• [REQUIRED WORK]
Only one stretch of the data below is wanted: the lines from the one with "impl Default for" through the one with "both ample-memory watermarks", repeated exactly.

• [INPUT FOR THIS TASK]

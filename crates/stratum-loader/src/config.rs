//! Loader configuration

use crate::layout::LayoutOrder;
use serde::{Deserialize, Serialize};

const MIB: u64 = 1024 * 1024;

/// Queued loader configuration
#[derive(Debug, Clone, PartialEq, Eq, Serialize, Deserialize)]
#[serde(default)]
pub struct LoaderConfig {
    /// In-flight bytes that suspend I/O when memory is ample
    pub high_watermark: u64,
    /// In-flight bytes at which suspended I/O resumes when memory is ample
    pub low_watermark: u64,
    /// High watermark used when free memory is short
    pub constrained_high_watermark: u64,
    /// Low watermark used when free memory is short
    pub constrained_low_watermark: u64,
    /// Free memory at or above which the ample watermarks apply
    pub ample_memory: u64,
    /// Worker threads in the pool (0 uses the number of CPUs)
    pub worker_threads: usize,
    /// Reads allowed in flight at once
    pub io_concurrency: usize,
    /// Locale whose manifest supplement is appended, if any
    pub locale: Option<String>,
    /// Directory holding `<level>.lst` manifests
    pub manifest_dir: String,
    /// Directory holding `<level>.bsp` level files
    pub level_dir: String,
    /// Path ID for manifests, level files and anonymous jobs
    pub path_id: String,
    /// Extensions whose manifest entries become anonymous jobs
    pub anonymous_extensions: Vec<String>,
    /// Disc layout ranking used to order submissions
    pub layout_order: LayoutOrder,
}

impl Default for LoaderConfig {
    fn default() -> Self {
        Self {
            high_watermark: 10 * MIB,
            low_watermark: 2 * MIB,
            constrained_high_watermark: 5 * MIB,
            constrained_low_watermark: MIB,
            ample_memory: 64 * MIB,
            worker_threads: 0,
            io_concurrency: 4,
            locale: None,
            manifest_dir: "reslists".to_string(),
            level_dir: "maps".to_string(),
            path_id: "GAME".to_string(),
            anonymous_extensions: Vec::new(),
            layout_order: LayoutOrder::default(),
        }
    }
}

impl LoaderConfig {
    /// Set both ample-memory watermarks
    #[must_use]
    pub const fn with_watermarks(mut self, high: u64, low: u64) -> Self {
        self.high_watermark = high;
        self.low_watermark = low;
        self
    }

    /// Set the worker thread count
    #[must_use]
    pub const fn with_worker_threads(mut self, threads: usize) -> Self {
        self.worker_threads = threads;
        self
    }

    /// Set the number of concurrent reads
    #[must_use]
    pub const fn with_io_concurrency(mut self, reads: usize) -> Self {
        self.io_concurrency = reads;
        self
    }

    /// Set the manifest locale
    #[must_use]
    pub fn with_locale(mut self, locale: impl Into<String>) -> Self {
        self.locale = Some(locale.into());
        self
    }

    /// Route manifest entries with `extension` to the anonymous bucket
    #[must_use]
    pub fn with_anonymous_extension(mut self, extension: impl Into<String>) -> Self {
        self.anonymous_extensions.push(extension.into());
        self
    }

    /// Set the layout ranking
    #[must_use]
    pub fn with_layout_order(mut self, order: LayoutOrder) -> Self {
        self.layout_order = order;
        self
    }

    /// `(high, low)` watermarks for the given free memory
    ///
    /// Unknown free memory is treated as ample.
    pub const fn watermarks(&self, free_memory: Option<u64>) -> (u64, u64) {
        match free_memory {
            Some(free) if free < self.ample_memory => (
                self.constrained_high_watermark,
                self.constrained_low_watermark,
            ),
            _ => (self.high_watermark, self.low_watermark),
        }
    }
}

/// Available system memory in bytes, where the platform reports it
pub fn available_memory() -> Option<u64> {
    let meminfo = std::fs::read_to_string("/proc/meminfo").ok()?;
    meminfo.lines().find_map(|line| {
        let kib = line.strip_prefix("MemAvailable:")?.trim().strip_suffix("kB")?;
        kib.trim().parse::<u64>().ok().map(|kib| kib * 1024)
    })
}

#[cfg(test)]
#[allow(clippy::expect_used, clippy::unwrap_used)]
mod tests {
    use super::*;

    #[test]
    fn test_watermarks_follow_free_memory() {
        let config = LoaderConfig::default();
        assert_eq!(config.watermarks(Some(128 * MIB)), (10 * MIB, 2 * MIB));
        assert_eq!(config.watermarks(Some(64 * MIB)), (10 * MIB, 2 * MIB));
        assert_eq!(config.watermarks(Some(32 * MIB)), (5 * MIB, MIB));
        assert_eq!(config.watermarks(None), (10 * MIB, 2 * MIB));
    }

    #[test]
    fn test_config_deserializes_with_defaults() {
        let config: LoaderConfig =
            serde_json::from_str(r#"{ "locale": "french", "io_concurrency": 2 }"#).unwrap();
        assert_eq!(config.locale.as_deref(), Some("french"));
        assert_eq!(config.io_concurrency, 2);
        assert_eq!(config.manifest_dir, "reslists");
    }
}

• [ANSWER FOR THIS EXERCISE]
impl Default for LoaderConfig {
    fn default() -> Self {
        Self {
            high_watermark: 10 * MIB,
            low_watermark: 2 * MIB,
            constrained_high_watermark: 5 * MIB,
            constrained_low_watermark: MIB,
            ample_memory: 64 * MIB,
            worker_threads: 0,
            io_concurrency: 4,
            locale: None,
            manifest_dir: "reslists".to_string(),
            level_dir: "maps".to_string(),
            path_id: "GAME".to_string(),
            anonymous_extensions: Vec::new(),
            layout_order: LayoutOrder::default(),
        }
    }
}

impl LoaderConfig {
    /// Set both ample-memory watermarks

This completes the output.